_Provided entries_.
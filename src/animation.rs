//! Keyframed animation of recorder attributes.
//!
//! A recorder's position and ear orientation are either fixed or follow a
//! [`KeyframeTrack`]. Tracks are immutable once built and are shared through
//! [`Arc`] between a recorder and its blank copies.

use crate::error::{EarshotError, Result};
use crate::math::Interpolate;
use std::fmt;
use std::sync::Arc;

/// A single animation sample.
#[derive(Debug, Clone, Copy, PartialEq)]
pub struct Keyframe<T> {
    /// Time of the keyframe in seconds
    pub time: f32,
    pub value: T,
}

impl<T> Keyframe<T> {
    pub fn new(time: f32, value: T) -> Self {
        Self { time, value }
    }
}

/// Ordered keyframes evaluated in keyframe index space.
///
/// Position `2.5` lies halfway between keyframes 2 and 3. Positions past the
/// last keyframe hold its value.
#[derive(Debug, Clone, PartialEq)]
pub struct KeyframeTrack<T> {
    keyframes: Vec<Keyframe<T>>,
}

impl<T: Interpolate> KeyframeTrack<T> {
    /// Builds a track from keyframes sorted by time.
    ///
    /// # Errors
    ///
    /// Returns [`EarshotError::Animation`] if the list is empty, or a time is
    /// not finite or earlier than its predecessor.
    pub fn new(keyframes: Vec<Keyframe<T>>) -> Result<Self> {
        if keyframes.is_empty() {
            return Err(EarshotError::Animation(
                "Track needs at least one keyframe".into(),
            ));
        }
        for (i, pair) in keyframes.windows(2).enumerate() {
            if pair[1].time < pair[0].time {
                return Err(EarshotError::Animation(format!(
                    "Keyframe {} at {}s precedes keyframe {} at {}s",
                    i + 1,
                    pair[1].time,
                    i,
                    pair[0].time
                )));
            }
        }
        if let Some(bad) = keyframes.iter().position(|k| !k.time.is_finite()) {
            return Err(EarshotError::Animation(format!(
                "Keyframe {} has a non-finite time",
                bad
            )));
        }
        Ok(Self { keyframes })
    }

    /// Value at keyframe `position`, `None` for negative or non-finite positions.
    pub fn evaluate(&self, position: f32) -> Option<T> {
        if !position.is_finite() || position < 0.0 {
            return None;
        }
        let last = self.keyframes.len() - 1;
        let base = position.floor();
        let index = base as usize;
        if index >= last {
            return Some(self.keyframes[last].value);
        }
        let t = position - base;
        let from = self.keyframes[index].value;
        if t == 0.0 {
            return Some(from);
        }
        Some(from.interpolate(self.keyframes[index + 1].value, t))
    }
}

impl<T> KeyframeTrack<T> {
    /// Duration in seconds between keyframe `index` and the next one.
    pub fn segment_length(&self, index: usize) -> Option<f32> {
        let from = self.keyframes.get(index)?;
        let to = self.keyframes.get(index + 1)?;
        Some(to.time - from.time)
    }

    /// Time span from the first to the last keyframe.
    pub fn duration(&self) -> f32 {
        match (self.keyframes.first(), self.keyframes.last()) {
            (Some(first), Some(last)) => last.time - first.time,
            _ => 0.0,
        }
    }

    pub fn keyframes(&self) -> &[Keyframe<T>] {
        &self.keyframes
    }

    pub fn len(&self) -> usize {
        self.keyframes.len()
    }

    pub fn is_empty(&self) -> bool {
        self.keyframes.is_empty()
    }
}

impl<T> fmt::Display for KeyframeTrack<T> {
    fn fmt(&self, f: &mut fmt::Formatter<'_>) -> fmt::Result {
        write!(
            f,
            "animation ({} keyframes over {:.3}s)",
            self.keyframes.len(),
            self.duration()
        )
    }
}

/// An attribute that is either fixed or driven by a shared keyframe track.
#[derive(Debug, Clone, PartialEq)]
pub enum Animatable<T> {
    Static(T),
    /// `rest` is kept for readers that ignore animation.
    Animated {
        track: Arc<KeyframeTrack<T>>,
        rest: T,
    },
}

impl<T: Interpolate> Animatable<T> {
    /// Resolves the attribute for `keyframe`.
    ///
    /// The track is consulted only for non-negative keyframes; otherwise the
    /// static value is returned.
    #[inline]
    pub fn resolve(&self, keyframe: i32) -> T {
        match self {
            Self::Static(value) => *value,
            Self::Animated { track, rest } => {
                if keyframe >= 0 {
                    track.evaluate(keyframe as f32).unwrap_or(*rest)
                } else {
                    *rest
                }
            }
        }
    }
}

impl<T> Animatable<T> {
    pub fn animated(track: Arc<KeyframeTrack<T>>, rest: T) -> Self {
        Self::Animated { track, rest }
    }

    pub fn is_animated(&self) -> bool {
        matches!(self, Self::Animated { .. })
    }

    pub fn track(&self) -> Option<&Arc<KeyframeTrack<T>>> {
        match self {
            Self::Animated { track, .. } => Some(track),
            Self::Static(_) => None,
        }
    }

    /// The value used when no keyframe applies.
    pub fn rest(&self) -> &T {
        match self {
            Self::Static(value) => value,
            Self::Animated { rest, .. } => rest,
        }
    }

    /// Replaces the stored static value without touching an attached track.
    pub fn set_rest(&mut self, value: T) {
        match self {
            Self::Static(v) => *v = value,
            Self::Animated { rest, .. } => *rest = value,
        }
    }
}

impl<T: Default> Default for Animatable<T> {
    fn default() -> Self {
        Self::Static(T::default())
    }
}

impl<T: fmt::Display> fmt::Display for Animatable<T> {
    fn fmt(&self, f: &mut fmt::Formatter<'_>) -> fmt::Result {
        match self {
            Self::Static(value) => write!(f, "{}", value),
            Self::Animated { track, .. } => write!(f, "{}", track),
        }
    }
}

#[cfg(test)]
mod tests {
    use super::*;
    use crate::math::Vec3;

    fn line_track() -> KeyframeTrack<Vec3> {
        KeyframeTrack::new(vec![
            Keyframe::new(0.0, Vec3::new(0.0, 0.0, 0.0)),
            Keyframe::new(0.5, Vec3::new(1.0, 0.0, 0.0)),
            Keyframe::new(2.0, Vec3::new(1.0, 2.0, 0.0)),
        ])
        .unwrap()
    }

    #[test]
    fn test_evaluate_on_keyframes() {
        let track = line_track();
        assert_eq!(track.evaluate(0.0), Some(Vec3::ZERO));
        assert_eq!(track.evaluate(1.0), Some(Vec3::new(1.0, 0.0, 0.0)));
        assert_eq!(track.evaluate(2.0), Some(Vec3::new(1.0, 2.0, 0.0)));
    }

    #[test]
    fn test_evaluate_interpolates_fractional_positions() {
        let track = line_track();
        assert_eq!(track.evaluate(0.5), Some(Vec3::new(0.5, 0.0, 0.0)));
        assert_eq!(track.evaluate(1.25), Some(Vec3::new(1.0, 0.5, 0.0)));
    }

    #[test]
    fn test_evaluate_holds_last_value() {
        let track = line_track();
        assert_eq!(track.evaluate(7.0), Some(Vec3::new(1.0, 2.0, 0.0)));
    }

    #[test]
    fn test_evaluate_rejects_negative_positions() {
        let track = line_track();
        assert_eq!(track.evaluate(-0.5), None);
        assert_eq!(track.evaluate(f32::NAN), None);
    }

    #[test]
    fn test_segment_length() {
        let track = line_track();
        assert_eq!(track.segment_length(0), Some(0.5));
        assert_eq!(track.segment_length(1), Some(1.5));
        assert_eq!(track.segment_length(2), None);
        assert_eq!(track.duration(), 2.0);
    }

    #[test]
    fn test_invalid_tracks() {
        assert!(KeyframeTrack::<f32>::new(Vec::new()).is_err());
        assert!(
            KeyframeTrack::new(vec![Keyframe::new(1.0, 0.0f32), Keyframe::new(0.5, 1.0)]).is_err()
        );
        assert!(KeyframeTrack::new(vec![Keyframe::new(f32::INFINITY, 0.0f32)]).is_err());
    }

    #[test]
    fn test_animatable_resolution() {
        let track = Arc::new(line_track());
        let rest = Vec3::new(9.0, 9.0, 9.0);
        let animated = Animatable::animated(track.clone(), rest);

        assert!(animated.is_animated());
        assert_eq!(animated.resolve(-1), rest);
        assert_eq!(animated.resolve(1), Vec3::new(1.0, 0.0, 0.0));
        assert!(Arc::ptr_eq(animated.track().unwrap(), &track));

        let fixed = Animatable::Static(rest);
        assert!(!fixed.is_animated());
        assert_eq!(fixed.resolve(3), rest);
        assert!(fixed.track().is_none());
    }

    #[test]
    fn test_set_rest_keeps_track() {
        let mut animated = Animatable::animated(Arc::new(line_track()), Vec3::ZERO);
        animated.set_rest(Vec3::ONE);
        assert_eq!(*animated.rest(), Vec3::ONE);
        assert!(animated.is_animated());
    }
}
//! # earshot
//!
//! Binaural impulse accumulation for ray-traced room acoustics.
//!
//! An external ray tracer reports every ray that reaches a listener: its
//! direction, energy, arrival time, travelled distance, frequency band and
//! animation keyframe. earshot turns that stream of arrivals into a left and
//! a right ear signal, modelling the interaural time difference, the
//! interaural level difference and frequency dependent head shadowing.
//!
//! ## Quick Start
//!
//! ```no_run
//! use earshot::*;
//!
//! // Describe the listener: position, right ear direction, head geometry
//! let desc = RecorderDesc {
//!     file_name: "listener.wav".into(),
//!     location: Animatable::Static(Point3::new(0.0, 1.7, 0.0)),
//!     ear_axis: Animatable::Static(Vec3::X),
//!     head_size: 0.2,
//!     head_absorption: [0.2, 0.5, 0.8],
//! };
//! let mut recorder = BinauralRecorder::new(desc, RecorderConfig::default())?;
//!
//! // Feed arrivals reported by the ray tracer
//! recorder.record(Vec3::new(0.6, 0.0, -0.8), 1.0, 0.012, 4.1, Band::Mid, -1);
//!
//! // Write the result as a stereo WAV file
//! recorder.save()?;
//! # Ok::<(), EarshotError>(())
//! ```
//!
//! ## Key Components
//!
//! - **[`BinauralRecorder`]**: Maps ray arrivals to two additive sample buffers
//! - **[`SampleAccumulator`]**: Lazily grown, additively written channel buffer
//! - **[`KeyframeTrack`]** / **[`Animatable`]**: Moving listeners and turning heads
//! - **[`ParallelRenderer`]**: Records large arrival sets on several threads
//! - **[`scene`]**: Loads recorders from persisted scene streams
//! - **[`WaveformCodec`]**: Trait for writing finished recordings ([`WavCodec`] built in)
//!
//! ## Threading
//!
//! Recording needs `&mut` access, so one recorder is written by one thread at
//! a time. For parallel work, give every worker a
//! [`make_blank_copy`](BinauralRecorder::make_blank_copy) and merge the
//! copies afterwards; [`ParallelRenderer`] does exactly that. Animation
//! tracks are immutable and shared between copies.

pub mod accumulator;
pub mod animation;
pub mod arrival;
pub mod config;
pub mod error;
pub mod math;
pub mod recorder;
pub mod render;
pub mod scene;
pub mod wave;

pub use accumulator::SampleAccumulator;
pub use animation::{Animatable, Keyframe, KeyframeTrack};
pub use arrival::{Band, RayArrival};
pub use config::RecorderConfig;
pub use error::{EarshotError, Result};
pub use math::{Point3, Pose, Quat, Vec3};
pub use recorder::{BinauralRecorder, Ear, RecorderDesc, TRACK_COUNT};
pub use render::ParallelRenderer;
pub use wave::{BitDepth, SaveOptions, WavCodec, WaveformCodec};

_Instructions for the task_. Could you return the lines in the entries above that contain "right"?

_Exercise response_.
//! a right ear signal, modelling the interaural time difference, the
//! // Describe the listener: position, right ear direction, head geometry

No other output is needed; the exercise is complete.